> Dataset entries
========================

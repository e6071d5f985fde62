use async_trait::async_trait;
use uuid::Uuid;

use super::model::{Assignee, Task};
use crate::modules::workspace::interface::Result;

/// Task and assignment persistence. Authorization happens in the service.
#[async_trait]
pub trait TaskRepository: Send + Sync {
    async fn insert(&self, task: &Task) -> Result<()>;
    async fn find(&self, id: Uuid) -> Result<Option<Task>>;
    async fn list_for_project(&self, project_id: Uuid) -> Result<Vec<Task>>;
    async fn update(&self, task: &Task) -> Result<()>;
    async fn delete(&self, id: Uuid) -> Result<bool>;

    /// Fails with `DuplicateEntry` if the user is already assigned.
    async fn assign(&self, task_id: Uuid, user_id: Uuid) -> Result<()>;
    async fn unassign(&self, task_id: Uuid, user_id: Uuid) -> Result<bool>;
    async fn is_assigned(&self, task_id: Uuid, user_id: Uuid) -> Result<bool>;
    async fn list_assignees(&self, task_id: Uuid) -> Result<Vec<Assignee>>;
}
use async_trait::async_trait;
use uuid::Uuid;

use super::model::Project;
use crate::modules::workspace::interface::Result;

/// Plain project persistence. Authorization happens in the service.
#[async_trait]
pub trait ProjectRepository: Send + Sync {
    async fn insert(&self, project: &Project) -> Result<()>;
    async fn find(&self, id: Uuid) -> Result<Option<Project>>;
    async fn list_for_workspace(&self, workspace_id: Uuid) -> Result<Vec<Project>>;
    async fn update(&self, project: &Project) -> Result<()>;
    async fn delete(&self, id: Uuid) -> Result<bool>;
}
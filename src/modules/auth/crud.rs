use async_trait::async_trait;
use chrono::Utc;
use sqlx::{MySql, Pool};
use uuid::Uuid;

use super::interface::{AuthError, CredentialStore, Result, UserRepository};
use super::model::{CredentialRecord, TokenScope, User};

const USER_COLUMNS: &str =
    "id, name, email, password_hash, profile_photo, verified, created_at, updated_at";

/// MySQL-backed users and credential records.
#[derive(Clone)]
pub struct UserCrud {
    pool: Pool<MySql>,
}

impl UserCrud {
    pub fn new(pool: Pool<MySql>) -> Self {
        Self { pool }
    }
}

fn map_user_write_error(err: sqlx::Error) -> AuthError {
    match err {
        sqlx::Error::Database(ref db_err) if db_err.is_unique_violation() => {
            AuthError::DuplicateUser
        }
        other => AuthError::Database(other),
    }
}

#[async_trait]
impl UserRepository for UserCrud {
    async fn insert(&self, user: &User) -> Result<()> {
        sqlx::query(
            r#"
            INSERT INTO users (id, name, email, password_hash, profile_photo, verified, created_at, updated_at)
            VALUES (?, ?, ?, ?, ?, ?, ?, ?)
            "#,
        )
        .bind(user.id)
        .bind(&user.name)
        .bind(&user.email)
        .bind(&user.password_hash)
        .bind(&user.profile_photo)
        .bind(user.verified)
        .bind(user.created_at)
        .bind(user.updated_at)
        .execute(&self.pool)
        .await
        .map_err(map_user_write_error)?;

        Ok(())
    }

    async fn find_by_id(&self, id: Uuid) -> Result<Option<User>> {
        let user = sqlx::query_as::<_, User>(&format!("SELECT {USER_COLUMNS} FROM users WHERE id = ?"))
            .bind(id)
            .fetch_optional(&self.pool)
            .await?;
        Ok(user)
    }

    async fn find_by_email(&self, email: &str) -> Result<Option<User>> {
        let user =
            sqlx::query_as::<_, User>(&format!("SELECT {USER_COLUMNS} FROM users WHERE email = ?"))
                .bind(email)
                .fetch_optional(&self.pool)
                .await?;
        Ok(user)
    }

    async fn update(&self, user: &User) -> Result<()> {
        let result = sqlx::query(
            r#"
            UPDATE users
            SET name = ?, email = ?, password_hash = ?, profile_photo = ?, verified = ?, updated_at = ?
            WHERE id = ?
            "#,
        )
        .bind(&user.name)
        .bind(&user.email)
        .bind(&user.password_hash)
        .bind(&user.profile_photo)
        .bind(user.verified)
        .bind(user.updated_at)
        .bind(user.id)
        .execute(&self.pool)
        .await
        .map_err(map_user_write_error)?;

        // MySQL reports matched-but-unchanged rows as 0 affected, so only a
        // missing row is treated as an error.
        if result.rows_affected() == 0 && self.find_by_id(user.id).await?.is_none() {
            return Err(AuthError::NotFound);
        }

        Ok(())
    }

    async fn delete(&self, id: Uuid) -> Result<bool> {
        let result = sqlx::query("DELETE FROM users WHERE id = ?")
            .bind(id)
            .execute(&self.pool)
            .await?;
        Ok(result.rows_affected() > 0)
    }
}

#[async_trait]
impl CredentialStore for UserCrud {
    async fn put(&self, record: &CredentialRecord) -> Result<()> {
        sqlx::query(
            "INSERT INTO user_tokens (token_hash, user_id, scope, expires_at) VALUES (?, ?, ?, ?)",
        )
        .bind(&record.token_hash)
        .bind(record.user_id)
        .bind(record.scope.as_str())
        .bind(record.expires_at)
        .execute(&self.pool)
        .await?;

        Ok(())
    }

    async fn find(&self, token_hash: &str, scope: TokenScope, email: &str) -> Result<Option<User>> {
        let user = sqlx::query_as::<_, User>(
            r#"
            SELECT u.id, u.name, u.email, u.password_hash, u.profile_photo, u.verified, u.created_at, u.updated_at
            FROM users u
            INNER JOIN user_tokens t ON t.user_id = u.id
            WHERE t.token_hash = ? AND t.scope = ? AND u.email = ? AND t.expires_at > ?
            LIMIT 1
            "#,
        )
        .bind(token_hash)
        .bind(scope.as_str())
        .bind(email)
        .bind(Utc::now())
        .fetch_optional(&self.pool)
        .await?;

        Ok(user)
    }

    async fn delete(&self, token_hash: &str, scope: TokenScope, user_id: Uuid) -> Result<bool> {
        let result = sqlx::query(
            "DELETE FROM user_tokens WHERE token_hash = ? AND scope = ? AND user_id = ?",
        )
        .bind(token_hash)
        .bind(scope.as_str())
        .bind(user_id)
        .execute(&self.pool)
        .await?;
        Ok(result.rows_affected() > 0)
    }

    async fn delete_expired(&self) -> Result<u64> {
        let result = sqlx::query("DELETE FROM user_tokens WHERE expires_at <= ?")
            .bind(Utc::now())
            .execute(&self.pool)
            .await?;
        Ok(result.rows_affected())
    }
}
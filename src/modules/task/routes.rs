use axum::{
    routing::{delete, get},
    Router,
};
use std::sync::Arc;

use super::controller;
use crate::AppState;

/// Task-by-id routes. Listing and creation live under
/// `/projects/{id}/tasks`.
pub fn task_routes() -> Router<Arc<AppState>> {
    Router::new()
        .route(
            "/{id}",
            get(controller::get_task)
                .patch(controller::update_task)
                .delete(controller::delete_task),
        )
        .route(
            "/{id}/assignments",
            get(controller::list_assignees).post(controller::assign_task),
        )
        .route("/{id}/assignments/{user_id}", delete(controller::unassign_task))
}
pub mod config;
pub mod modules;
pub mod services;

use axum::{middleware, routing::get, Json, Router};
use std::sync::Arc;
use tower_http::{cors::CorsLayer, limit::RequestBodyLimitLayer, trace::TraceLayer};

use modules::auth::{auth_routes, require_auth, user_routes, IdentityService};
use modules::metrics::metrics_routes;
use modules::project::{project_routes, ProjectService};
use modules::shared::MessageResponse;
use modules::task::{task_routes, TaskService};
use modules::workspace::{workspace_routes, WorkspaceService};
use services::jwt::TokenIssuer;
use services::metrics::{metrics_middleware, MetricsRegistry};
use services::security::SecurityHeadersLayer;

/// Shared handles for every request handler.
pub struct AppState {
    pub identity: IdentityService,
    pub workspaces: Arc<WorkspaceService>,
    pub projects: Arc<ProjectService>,
    pub tasks: TaskService,
    pub tokens: Arc<TokenIssuer>,
    pub metrics: Arc<MetricsRegistry>,
}

pub fn create_app(state: AppState) -> Router {
    let state = Arc::new(state);
    let metrics = state.metrics.clone();

    let protected = Router::new()
        .nest("/users", user_routes())
        .nest("/workspaces", workspace_routes())
        .nest("/projects", project_routes())
        .nest("/tasks", task_routes())
        .route_layer(middleware::from_fn_with_state(state.clone(), require_auth));

    let api = Router::new()
        .route("/ping", get(ping))
        .nest("/auth", auth_routes())
        .merge(protected);

    Router::new()
        .nest("/api/v1", api)
        .with_state(state)
        .merge(metrics_routes(metrics.clone()))
        .layer(middleware::from_fn_with_state(metrics, metrics_middleware))
        .layer(SecurityHeadersLayer)
        .layer(RequestBodyLimitLayer::new(1024 * 100)) // 100KB max body
        .layer(TraceLayer::new_for_http())
        .layer(CorsLayer::permissive())
}

async fn ping() -> Json<MessageResponse> {
    Json(MessageResponse::new("pong"))
}
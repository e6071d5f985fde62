use axum::{routing::get, Router};
use std::sync::Arc;

use super::controller::{get_metrics, health_check};
use crate::services::metrics::MetricsRegistry;

/// Operational endpoints, mounted outside `/api/v1` and the auth gate.
pub fn metrics_routes(metrics: Arc<MetricsRegistry>) -> Router {
    Router::new()
        .route("/metrics", get(get_metrics))
        .route("/health", get(health_check))
        .with_state(metrics)
}
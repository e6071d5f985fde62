use axum::{
    extract::{FromRequestParts, Request, State},
    http::{header, request::Parts, StatusCode},
    middleware::Next,
    response::{IntoResponse, Response},
    Json,
};
use std::sync::Arc;
use uuid::Uuid;

use crate::modules::shared::ErrorResponse;
use crate::services::jwt::TokenKind;
use crate::AppState;

/// Authenticated subject, injected by [`require_auth`].
#[derive(Debug, Clone)]
pub struct AuthUser {
    pub user_id: Uuid,
    pub email: String,
}

fn unauthorized() -> Response {
    (
        StatusCode::UNAUTHORIZED,
        Json(ErrorResponse::new("missing or invalid access token")),
    )
        .into_response()
}

/// Rejects requests without a valid `Authorization: Bearer <access token>`.
pub async fn require_auth(
    State(state): State<Arc<AppState>>,
    mut req: Request,
    next: Next,
) -> Response {
    let token = req
        .headers()
        .get(header::AUTHORIZATION)
        .and_then(|value| value.to_str().ok())
        .and_then(|value| value.strip_prefix("Bearer "))
        .map(str::trim)
        .filter(|token| !token.is_empty());

    let Some(token) = token else {
        return unauthorized();
    };

    let claims = match state.tokens.validate(token, TokenKind::Access) {
        Ok(claims) => claims,
        Err(e) => {
            tracing::debug!(error = %e, "rejected access token");
            return unauthorized();
        }
    };

    let Ok(user_id) = claims.subject_id() else {
        return unauthorized();
    };

    req.extensions_mut().insert(AuthUser {
        user_id,
        email: claims.email,
    });

    next.run(req).await
}

impl<S> FromRequestParts<S> for AuthUser
where
    S: Send + Sync,
{
    type Rejection = Response;

    async fn from_request_parts(parts: &mut Parts, _state: &S) -> Result<Self, Self::Rejection> {
        // Only reachable on routes mounted without the gate.
        parts.extensions.get::<AuthUser>().cloned().ok_or_else(unauthorized)
    }
}
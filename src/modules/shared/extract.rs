use axum::{
    extract::{FromRequest, Request},
    http::StatusCode,
    response::{IntoResponse, Response},
    Json,
};
use serde::de::DeserializeOwned;
use validator::Validate;

use super::schema::ErrorResponse;

/// JSON body that has passed its `Validate` rules.
///
/// Malformed JSON is rejected with 400, rule violations with 422.
#[derive(Debug)]
pub struct ValidatedJson<T>(pub T);

impl<T, S> FromRequest<S> for ValidatedJson<T>
where
    T: DeserializeOwned + Validate,
    S: Send + Sync,
{
    type Rejection = Response;

    async fn from_request(req: Request, state: &S) -> Result<Self, Self::Rejection> {
        let Json(value) = Json::<T>::from_request(req, state).await.map_err(|e| {
            (
                StatusCode::BAD_REQUEST,
                Json(ErrorResponse::new(e.body_text())),
            )
                .into_response()
        })?;

        value.validate().map_err(|e| {
            (
                StatusCode::UNPROCESSABLE_ENTITY,
                Json(ErrorResponse::new(e.to_string())),
            )
                .into_response()
        })?;

        Ok(ValidatedJson(value))
    }
}
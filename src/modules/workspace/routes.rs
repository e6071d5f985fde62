use axum::{
    routing::{delete, get, post},
    Router,
};
use std::sync::Arc;

use super::controller;
use crate::modules::project::controller as project_controller;
use crate::AppState;

pub fn workspace_routes() -> Router<Arc<AppState>> {
    Router::new()
        .route("/", post(controller::create_workspace))
        .route("/me", get(controller::list_my_workspaces))
        .route(
            "/{id}",
            get(controller::get_workspace)
                .patch(controller::update_workspace)
                .delete(controller::delete_workspace),
        )
        .route(
            "/{id}/members",
            get(controller::list_members).post(controller::add_member),
        )
        .route("/{id}/members/{user_id}", delete(controller::remove_member))
        .route(
            "/{id}/projects",
            get(project_controller::list_projects).post(project_controller::create_project),
        )
}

========================

> Work task
Exactly as written, reproduce the lines of the data above from the first line through the line where "async fn assign(&self, task_id: Uuid, user_id: Uuid)" appears.

> Exercise answer
repository e6071d5f985fde62
use async_trait::async_trait;
use uuid::Uuid;

use super::model::{Assignee, Task};
use crate::modules::workspace::interface::Result;

/// Task and assignment persistence. Authorization happens in the service.
#[async_trait]
pub trait TaskRepository: Send + Sync {
    async fn insert(&self, task: &Task) -> Result<()>;
    async fn find(&self, id: Uuid) -> Result<Option<Task>>;
    async fn list_for_project(&self, project_id: Uuid) -> Result<Vec<Task>>;
    async fn update(&self, task: &Task) -> Result<()>;
    async fn delete(&self, id: Uuid) -> Result<bool>;

    /// Fails with `DuplicateEntry` if the user is already assigned.
    async fn assign(&self, task_id: Uuid, user_id: Uuid) -> Result<()>;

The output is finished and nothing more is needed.